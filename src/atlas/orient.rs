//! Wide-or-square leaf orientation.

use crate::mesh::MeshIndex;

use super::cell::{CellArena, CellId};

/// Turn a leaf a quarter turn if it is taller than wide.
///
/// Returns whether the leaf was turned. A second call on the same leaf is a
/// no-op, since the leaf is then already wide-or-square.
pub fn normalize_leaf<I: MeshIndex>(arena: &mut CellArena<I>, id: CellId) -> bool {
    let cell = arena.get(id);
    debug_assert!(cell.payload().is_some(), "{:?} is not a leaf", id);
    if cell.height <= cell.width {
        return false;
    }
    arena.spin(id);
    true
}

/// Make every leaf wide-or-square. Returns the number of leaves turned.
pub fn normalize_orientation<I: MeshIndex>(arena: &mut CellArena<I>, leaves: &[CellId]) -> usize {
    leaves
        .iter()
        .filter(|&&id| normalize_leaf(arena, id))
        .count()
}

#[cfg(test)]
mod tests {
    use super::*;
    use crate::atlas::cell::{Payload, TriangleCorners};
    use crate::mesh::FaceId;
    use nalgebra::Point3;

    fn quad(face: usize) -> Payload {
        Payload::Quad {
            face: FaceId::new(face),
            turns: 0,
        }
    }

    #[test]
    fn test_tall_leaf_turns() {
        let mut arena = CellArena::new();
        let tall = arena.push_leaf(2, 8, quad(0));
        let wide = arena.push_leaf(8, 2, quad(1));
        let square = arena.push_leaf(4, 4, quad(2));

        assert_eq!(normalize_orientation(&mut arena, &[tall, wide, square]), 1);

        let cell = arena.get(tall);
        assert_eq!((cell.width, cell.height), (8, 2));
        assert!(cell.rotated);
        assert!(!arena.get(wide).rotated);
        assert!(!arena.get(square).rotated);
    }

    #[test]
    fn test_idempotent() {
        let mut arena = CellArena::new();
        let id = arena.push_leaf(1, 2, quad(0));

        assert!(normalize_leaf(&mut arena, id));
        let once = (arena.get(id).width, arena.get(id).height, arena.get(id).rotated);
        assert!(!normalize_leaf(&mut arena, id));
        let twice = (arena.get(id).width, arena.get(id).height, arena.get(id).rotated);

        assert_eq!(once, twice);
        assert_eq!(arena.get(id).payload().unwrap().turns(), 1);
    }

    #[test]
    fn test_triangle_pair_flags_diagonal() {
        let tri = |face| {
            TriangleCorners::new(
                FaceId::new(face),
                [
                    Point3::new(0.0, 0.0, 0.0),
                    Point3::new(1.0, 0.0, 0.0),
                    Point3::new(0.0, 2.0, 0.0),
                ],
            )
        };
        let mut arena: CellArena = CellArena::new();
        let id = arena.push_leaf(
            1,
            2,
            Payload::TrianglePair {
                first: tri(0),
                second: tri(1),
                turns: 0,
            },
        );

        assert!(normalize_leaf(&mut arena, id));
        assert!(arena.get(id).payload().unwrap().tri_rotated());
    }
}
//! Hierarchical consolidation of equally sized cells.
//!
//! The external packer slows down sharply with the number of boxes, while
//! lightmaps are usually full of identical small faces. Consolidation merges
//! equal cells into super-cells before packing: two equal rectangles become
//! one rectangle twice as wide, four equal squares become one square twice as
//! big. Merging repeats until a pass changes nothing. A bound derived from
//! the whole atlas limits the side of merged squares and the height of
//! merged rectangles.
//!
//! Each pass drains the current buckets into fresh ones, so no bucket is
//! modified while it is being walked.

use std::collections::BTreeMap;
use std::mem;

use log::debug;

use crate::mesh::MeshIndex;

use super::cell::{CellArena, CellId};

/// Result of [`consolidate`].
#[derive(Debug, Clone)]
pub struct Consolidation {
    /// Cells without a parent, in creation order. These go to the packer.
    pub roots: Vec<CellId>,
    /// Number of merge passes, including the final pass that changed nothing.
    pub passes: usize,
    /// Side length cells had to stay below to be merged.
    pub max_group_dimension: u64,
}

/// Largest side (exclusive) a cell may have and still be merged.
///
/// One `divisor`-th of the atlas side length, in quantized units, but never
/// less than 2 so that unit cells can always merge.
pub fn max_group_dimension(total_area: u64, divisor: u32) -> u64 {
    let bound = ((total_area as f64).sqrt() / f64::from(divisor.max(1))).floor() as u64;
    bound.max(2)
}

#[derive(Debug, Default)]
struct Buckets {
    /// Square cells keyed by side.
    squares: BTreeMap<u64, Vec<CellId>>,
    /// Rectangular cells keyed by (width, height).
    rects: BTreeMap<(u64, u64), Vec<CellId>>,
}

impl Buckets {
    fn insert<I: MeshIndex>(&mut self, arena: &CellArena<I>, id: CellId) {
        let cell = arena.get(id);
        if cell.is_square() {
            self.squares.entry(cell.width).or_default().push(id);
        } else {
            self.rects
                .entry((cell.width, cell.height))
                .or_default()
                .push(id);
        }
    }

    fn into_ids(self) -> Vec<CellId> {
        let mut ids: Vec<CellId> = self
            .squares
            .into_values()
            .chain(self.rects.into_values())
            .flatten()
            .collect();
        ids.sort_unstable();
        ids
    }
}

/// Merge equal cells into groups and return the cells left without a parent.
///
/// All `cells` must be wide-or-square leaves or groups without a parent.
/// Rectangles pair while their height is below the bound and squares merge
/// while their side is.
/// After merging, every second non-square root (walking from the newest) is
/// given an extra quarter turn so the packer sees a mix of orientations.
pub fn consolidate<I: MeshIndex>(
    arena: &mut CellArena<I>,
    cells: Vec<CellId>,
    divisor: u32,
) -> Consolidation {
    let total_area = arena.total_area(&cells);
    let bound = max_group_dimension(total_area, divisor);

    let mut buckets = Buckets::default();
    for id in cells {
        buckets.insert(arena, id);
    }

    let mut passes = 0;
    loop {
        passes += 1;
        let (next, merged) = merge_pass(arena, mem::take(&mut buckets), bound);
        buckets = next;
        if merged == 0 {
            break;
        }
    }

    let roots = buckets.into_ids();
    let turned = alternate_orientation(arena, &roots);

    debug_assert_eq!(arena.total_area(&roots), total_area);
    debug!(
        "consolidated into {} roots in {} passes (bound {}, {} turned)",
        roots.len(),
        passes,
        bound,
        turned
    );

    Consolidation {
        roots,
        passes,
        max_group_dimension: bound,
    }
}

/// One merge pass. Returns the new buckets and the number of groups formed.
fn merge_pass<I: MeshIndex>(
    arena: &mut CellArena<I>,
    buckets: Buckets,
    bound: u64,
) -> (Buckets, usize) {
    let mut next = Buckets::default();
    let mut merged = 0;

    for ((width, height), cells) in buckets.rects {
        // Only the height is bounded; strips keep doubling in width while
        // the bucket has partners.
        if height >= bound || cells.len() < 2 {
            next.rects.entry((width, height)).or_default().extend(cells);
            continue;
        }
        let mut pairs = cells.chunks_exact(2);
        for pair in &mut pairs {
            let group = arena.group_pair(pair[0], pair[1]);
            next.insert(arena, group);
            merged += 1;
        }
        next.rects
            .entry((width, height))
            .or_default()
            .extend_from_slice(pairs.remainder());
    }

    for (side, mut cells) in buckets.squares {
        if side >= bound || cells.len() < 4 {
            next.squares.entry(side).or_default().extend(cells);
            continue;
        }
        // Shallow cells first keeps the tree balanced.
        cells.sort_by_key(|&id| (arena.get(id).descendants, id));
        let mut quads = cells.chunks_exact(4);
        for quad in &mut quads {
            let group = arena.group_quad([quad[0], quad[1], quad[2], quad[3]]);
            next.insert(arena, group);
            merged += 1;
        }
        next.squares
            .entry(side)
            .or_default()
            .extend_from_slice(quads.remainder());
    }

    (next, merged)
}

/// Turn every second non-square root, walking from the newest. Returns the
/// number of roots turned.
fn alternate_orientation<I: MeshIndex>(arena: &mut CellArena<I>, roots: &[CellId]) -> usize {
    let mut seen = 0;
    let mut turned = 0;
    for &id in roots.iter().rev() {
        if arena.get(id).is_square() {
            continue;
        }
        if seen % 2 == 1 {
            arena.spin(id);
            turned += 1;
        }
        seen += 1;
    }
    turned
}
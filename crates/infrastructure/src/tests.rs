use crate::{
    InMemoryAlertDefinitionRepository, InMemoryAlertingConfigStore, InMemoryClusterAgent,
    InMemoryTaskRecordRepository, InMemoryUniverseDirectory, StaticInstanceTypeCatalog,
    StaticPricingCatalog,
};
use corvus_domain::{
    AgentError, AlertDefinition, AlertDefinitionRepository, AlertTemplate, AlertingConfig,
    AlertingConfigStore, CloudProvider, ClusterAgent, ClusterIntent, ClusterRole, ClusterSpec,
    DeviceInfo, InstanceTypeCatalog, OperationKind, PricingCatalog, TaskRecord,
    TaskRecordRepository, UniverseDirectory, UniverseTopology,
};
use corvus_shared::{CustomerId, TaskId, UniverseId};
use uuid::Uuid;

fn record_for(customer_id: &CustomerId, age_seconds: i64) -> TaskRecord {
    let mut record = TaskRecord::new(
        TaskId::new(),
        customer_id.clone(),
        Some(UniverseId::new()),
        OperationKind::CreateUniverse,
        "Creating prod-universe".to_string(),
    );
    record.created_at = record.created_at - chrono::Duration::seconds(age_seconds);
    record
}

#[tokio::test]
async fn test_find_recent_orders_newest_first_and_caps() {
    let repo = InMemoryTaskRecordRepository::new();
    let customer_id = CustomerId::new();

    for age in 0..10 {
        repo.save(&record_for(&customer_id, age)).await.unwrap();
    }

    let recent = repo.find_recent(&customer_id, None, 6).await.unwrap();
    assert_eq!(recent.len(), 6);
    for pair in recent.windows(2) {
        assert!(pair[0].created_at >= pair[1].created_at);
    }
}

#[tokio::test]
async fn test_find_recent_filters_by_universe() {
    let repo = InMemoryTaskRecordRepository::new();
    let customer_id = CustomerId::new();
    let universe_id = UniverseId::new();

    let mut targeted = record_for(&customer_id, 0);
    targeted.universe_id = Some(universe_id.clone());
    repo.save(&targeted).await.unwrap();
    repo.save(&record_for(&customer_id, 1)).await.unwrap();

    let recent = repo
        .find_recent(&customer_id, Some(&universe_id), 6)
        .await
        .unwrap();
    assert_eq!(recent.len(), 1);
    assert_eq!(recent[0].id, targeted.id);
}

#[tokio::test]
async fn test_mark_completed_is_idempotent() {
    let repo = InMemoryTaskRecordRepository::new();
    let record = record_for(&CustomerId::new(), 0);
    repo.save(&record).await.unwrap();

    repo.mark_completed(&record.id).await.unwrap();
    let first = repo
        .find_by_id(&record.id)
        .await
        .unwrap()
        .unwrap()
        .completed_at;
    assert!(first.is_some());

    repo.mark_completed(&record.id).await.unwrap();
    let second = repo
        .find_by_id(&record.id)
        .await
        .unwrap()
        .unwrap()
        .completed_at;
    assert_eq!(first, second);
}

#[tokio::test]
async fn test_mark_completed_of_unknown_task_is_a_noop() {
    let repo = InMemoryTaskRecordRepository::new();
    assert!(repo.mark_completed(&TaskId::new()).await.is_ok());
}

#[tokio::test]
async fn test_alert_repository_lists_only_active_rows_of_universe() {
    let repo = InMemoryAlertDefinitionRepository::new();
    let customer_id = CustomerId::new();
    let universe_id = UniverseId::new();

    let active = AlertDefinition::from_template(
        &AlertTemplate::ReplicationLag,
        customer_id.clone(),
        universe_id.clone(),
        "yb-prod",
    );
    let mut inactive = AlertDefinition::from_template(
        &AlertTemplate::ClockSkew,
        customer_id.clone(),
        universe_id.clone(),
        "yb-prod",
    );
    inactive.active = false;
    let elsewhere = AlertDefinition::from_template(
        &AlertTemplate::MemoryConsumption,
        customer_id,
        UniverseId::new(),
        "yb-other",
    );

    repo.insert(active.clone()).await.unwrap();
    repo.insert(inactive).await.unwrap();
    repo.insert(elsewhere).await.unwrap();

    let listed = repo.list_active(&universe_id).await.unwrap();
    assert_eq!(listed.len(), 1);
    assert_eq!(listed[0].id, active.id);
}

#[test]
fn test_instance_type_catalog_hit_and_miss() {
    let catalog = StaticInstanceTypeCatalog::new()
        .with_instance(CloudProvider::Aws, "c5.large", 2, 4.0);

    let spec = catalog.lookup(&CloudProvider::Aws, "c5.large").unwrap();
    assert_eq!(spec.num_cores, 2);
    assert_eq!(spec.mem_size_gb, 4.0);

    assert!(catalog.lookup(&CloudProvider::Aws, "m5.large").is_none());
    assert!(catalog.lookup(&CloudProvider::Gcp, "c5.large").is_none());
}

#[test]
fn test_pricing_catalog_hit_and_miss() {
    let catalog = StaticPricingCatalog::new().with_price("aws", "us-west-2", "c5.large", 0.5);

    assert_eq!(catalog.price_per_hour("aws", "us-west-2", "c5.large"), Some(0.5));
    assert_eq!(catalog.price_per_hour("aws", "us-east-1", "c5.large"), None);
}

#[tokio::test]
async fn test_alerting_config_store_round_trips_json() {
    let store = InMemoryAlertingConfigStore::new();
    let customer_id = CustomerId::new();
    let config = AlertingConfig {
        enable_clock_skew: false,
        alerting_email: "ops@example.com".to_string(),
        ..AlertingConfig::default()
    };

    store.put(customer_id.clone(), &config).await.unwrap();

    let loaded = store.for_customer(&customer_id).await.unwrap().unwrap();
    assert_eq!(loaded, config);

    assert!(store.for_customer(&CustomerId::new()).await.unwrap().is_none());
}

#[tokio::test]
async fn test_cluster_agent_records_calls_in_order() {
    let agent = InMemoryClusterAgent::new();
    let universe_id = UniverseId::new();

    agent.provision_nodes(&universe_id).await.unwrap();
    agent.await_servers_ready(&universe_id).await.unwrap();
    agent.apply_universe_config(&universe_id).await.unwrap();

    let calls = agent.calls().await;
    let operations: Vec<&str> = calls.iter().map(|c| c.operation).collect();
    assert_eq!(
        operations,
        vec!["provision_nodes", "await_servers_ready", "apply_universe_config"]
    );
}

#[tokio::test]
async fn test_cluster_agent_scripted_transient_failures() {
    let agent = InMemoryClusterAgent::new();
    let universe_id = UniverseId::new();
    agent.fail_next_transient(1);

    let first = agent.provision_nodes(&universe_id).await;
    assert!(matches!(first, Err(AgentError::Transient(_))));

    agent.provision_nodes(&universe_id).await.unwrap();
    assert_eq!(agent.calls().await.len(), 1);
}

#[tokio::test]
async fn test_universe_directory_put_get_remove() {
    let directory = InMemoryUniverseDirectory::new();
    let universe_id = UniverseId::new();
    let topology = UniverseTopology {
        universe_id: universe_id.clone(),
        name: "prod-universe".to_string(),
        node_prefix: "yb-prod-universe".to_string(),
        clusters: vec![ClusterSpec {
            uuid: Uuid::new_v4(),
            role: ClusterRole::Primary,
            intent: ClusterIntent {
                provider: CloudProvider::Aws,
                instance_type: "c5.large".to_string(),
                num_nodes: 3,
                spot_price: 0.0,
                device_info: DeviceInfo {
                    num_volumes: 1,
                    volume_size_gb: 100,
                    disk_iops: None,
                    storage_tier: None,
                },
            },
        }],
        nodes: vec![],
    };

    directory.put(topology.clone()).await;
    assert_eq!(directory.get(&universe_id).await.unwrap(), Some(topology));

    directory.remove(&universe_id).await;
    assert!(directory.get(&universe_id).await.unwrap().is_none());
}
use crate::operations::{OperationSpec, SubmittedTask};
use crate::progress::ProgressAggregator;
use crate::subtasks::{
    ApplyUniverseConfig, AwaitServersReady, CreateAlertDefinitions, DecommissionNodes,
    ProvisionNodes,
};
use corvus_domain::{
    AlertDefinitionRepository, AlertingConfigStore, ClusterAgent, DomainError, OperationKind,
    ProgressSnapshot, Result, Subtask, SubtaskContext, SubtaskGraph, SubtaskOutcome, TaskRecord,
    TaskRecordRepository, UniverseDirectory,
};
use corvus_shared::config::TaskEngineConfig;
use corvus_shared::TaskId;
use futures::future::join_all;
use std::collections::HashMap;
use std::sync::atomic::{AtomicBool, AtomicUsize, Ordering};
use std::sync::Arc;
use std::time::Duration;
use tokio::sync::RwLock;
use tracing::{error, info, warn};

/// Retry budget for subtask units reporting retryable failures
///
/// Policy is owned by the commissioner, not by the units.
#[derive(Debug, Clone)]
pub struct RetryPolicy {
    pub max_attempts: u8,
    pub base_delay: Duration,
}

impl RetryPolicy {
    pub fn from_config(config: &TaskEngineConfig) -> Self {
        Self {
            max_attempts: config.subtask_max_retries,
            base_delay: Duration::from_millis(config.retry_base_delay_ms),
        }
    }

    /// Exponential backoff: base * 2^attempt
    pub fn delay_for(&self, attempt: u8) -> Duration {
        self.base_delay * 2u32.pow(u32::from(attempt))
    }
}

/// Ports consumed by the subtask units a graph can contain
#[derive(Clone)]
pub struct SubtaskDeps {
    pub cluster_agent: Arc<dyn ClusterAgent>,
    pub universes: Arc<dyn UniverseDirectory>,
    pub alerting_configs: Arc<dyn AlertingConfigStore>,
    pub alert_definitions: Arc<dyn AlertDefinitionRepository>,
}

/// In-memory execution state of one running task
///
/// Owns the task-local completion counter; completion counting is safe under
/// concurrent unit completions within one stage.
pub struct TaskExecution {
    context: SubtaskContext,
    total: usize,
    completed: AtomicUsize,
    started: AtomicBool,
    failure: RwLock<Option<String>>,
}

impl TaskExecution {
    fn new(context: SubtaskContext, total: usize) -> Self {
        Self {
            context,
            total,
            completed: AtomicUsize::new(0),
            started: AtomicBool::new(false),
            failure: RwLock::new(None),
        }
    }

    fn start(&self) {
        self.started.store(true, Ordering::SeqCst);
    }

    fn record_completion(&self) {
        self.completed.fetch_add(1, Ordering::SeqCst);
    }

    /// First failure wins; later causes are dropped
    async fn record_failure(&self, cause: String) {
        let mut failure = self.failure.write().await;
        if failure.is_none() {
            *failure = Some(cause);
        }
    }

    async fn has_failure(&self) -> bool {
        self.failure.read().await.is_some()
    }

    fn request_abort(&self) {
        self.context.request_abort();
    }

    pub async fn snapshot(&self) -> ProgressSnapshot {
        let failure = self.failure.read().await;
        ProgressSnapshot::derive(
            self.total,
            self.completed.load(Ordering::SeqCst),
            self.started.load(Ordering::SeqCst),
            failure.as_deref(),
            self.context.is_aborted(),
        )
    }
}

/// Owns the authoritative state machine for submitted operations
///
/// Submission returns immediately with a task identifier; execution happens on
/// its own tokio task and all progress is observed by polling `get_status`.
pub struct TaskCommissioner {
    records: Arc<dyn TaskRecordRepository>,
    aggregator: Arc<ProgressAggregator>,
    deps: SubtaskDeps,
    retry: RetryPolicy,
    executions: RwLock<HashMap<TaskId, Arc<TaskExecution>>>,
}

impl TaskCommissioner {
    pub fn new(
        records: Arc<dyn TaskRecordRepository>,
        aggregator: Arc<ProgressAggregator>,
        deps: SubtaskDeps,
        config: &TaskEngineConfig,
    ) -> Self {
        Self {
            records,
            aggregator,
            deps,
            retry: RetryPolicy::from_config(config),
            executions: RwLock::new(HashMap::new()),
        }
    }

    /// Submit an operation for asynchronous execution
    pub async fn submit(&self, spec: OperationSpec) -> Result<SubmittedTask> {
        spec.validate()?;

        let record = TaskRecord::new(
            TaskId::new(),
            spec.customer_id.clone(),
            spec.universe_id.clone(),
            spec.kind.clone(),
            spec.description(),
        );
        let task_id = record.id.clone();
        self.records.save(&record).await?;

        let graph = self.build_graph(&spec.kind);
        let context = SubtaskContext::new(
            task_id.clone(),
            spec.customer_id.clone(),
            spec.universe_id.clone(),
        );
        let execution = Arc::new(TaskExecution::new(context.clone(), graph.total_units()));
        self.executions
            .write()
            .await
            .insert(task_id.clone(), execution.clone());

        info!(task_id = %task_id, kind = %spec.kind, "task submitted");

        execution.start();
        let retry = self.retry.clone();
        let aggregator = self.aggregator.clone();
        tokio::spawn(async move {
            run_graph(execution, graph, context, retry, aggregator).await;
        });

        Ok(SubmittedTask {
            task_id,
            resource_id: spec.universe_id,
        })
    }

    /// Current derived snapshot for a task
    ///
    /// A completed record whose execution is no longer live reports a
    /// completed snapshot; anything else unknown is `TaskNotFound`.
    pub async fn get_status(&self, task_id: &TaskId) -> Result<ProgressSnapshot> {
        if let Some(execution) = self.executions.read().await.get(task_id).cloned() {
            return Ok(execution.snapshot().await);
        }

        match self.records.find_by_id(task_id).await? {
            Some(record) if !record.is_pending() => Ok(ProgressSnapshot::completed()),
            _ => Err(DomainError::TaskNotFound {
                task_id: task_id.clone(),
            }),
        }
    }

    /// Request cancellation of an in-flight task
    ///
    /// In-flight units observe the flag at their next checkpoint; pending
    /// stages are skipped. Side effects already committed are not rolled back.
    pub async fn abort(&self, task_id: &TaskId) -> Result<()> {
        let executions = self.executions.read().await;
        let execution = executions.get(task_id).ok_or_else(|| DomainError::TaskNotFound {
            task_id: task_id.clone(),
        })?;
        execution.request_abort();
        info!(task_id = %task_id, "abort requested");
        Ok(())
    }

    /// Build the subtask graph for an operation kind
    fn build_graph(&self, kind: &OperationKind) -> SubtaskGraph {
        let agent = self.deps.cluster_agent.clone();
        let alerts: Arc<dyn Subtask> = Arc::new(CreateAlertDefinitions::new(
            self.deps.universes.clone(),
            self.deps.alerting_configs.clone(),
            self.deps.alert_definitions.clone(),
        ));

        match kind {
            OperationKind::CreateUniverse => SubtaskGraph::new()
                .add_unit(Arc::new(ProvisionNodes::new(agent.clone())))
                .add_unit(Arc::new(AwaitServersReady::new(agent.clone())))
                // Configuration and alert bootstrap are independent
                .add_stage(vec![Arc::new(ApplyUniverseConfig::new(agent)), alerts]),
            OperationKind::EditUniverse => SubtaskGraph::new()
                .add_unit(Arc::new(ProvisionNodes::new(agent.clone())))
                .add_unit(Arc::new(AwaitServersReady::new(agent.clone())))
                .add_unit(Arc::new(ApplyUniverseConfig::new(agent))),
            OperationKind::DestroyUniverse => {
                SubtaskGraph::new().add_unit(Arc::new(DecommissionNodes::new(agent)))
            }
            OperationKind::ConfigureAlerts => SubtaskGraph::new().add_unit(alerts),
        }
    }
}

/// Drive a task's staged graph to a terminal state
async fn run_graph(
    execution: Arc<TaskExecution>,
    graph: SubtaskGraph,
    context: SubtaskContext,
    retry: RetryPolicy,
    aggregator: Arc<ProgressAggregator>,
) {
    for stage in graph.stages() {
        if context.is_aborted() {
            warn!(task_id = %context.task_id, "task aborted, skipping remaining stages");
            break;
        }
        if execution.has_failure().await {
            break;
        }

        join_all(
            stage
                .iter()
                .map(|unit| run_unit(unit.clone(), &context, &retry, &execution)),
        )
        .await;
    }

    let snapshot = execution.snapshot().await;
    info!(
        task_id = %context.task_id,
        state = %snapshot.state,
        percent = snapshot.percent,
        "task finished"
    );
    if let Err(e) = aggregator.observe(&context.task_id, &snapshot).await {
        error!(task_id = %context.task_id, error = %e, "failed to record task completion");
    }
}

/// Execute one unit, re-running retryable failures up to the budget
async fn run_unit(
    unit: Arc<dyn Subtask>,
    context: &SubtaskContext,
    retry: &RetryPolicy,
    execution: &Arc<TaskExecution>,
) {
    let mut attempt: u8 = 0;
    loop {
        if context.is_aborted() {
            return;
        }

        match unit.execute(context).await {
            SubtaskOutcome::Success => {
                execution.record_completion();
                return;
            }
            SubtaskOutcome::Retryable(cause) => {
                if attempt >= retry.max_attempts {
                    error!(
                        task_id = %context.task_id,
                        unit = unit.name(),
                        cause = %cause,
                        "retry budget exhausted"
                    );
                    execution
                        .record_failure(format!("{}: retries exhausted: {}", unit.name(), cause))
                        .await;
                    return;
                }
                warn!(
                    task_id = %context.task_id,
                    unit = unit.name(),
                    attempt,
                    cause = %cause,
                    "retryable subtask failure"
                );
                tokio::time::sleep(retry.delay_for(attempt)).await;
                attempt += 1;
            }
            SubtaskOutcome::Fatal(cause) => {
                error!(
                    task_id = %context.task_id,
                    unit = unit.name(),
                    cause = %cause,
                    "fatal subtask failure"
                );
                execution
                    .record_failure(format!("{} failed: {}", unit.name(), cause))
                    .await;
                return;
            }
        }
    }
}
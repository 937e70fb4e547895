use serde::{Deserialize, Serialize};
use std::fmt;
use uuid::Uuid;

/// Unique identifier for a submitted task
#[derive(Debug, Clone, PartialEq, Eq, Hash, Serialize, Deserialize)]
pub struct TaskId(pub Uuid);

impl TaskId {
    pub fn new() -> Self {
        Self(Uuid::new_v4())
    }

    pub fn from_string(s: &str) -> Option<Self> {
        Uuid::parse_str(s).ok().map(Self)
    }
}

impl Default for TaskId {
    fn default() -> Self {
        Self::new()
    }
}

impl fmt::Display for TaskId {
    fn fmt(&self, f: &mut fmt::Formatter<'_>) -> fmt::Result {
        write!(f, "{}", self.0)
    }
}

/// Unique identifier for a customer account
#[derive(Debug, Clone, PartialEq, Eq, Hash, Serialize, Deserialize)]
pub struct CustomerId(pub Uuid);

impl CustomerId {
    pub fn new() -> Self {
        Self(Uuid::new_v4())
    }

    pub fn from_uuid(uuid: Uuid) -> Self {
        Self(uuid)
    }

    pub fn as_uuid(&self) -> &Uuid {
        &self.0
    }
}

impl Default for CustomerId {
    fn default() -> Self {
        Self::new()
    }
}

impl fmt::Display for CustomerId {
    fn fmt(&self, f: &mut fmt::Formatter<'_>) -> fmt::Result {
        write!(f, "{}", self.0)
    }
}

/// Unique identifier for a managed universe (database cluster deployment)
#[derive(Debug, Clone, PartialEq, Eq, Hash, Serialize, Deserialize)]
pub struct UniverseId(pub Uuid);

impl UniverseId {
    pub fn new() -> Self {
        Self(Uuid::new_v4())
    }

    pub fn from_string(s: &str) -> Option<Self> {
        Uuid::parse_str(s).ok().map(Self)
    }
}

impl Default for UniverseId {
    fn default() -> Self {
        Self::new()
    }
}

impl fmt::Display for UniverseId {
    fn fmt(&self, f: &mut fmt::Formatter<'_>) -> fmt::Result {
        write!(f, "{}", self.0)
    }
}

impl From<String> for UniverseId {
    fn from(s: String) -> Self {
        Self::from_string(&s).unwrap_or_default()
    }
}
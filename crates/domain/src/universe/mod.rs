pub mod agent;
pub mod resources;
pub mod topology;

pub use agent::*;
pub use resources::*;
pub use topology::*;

============

When you repeat the lines, start with the first line of the material and end with the line that contains "then already wide-or-square.", keeping both and reproducing each exactly, with nothing added.

filename src/atlas/orient.rs
//! Wide-or-square leaf orientation.

use crate::mesh::MeshIndex;

use super::cell::{CellArena, CellId};

/// Turn a leaf a quarter turn if it is taller than wide.
///
/// Returns whether the leaf was turned. A second call on the same leaf is a
/// no-op, since the leaf is then already wide-or-square.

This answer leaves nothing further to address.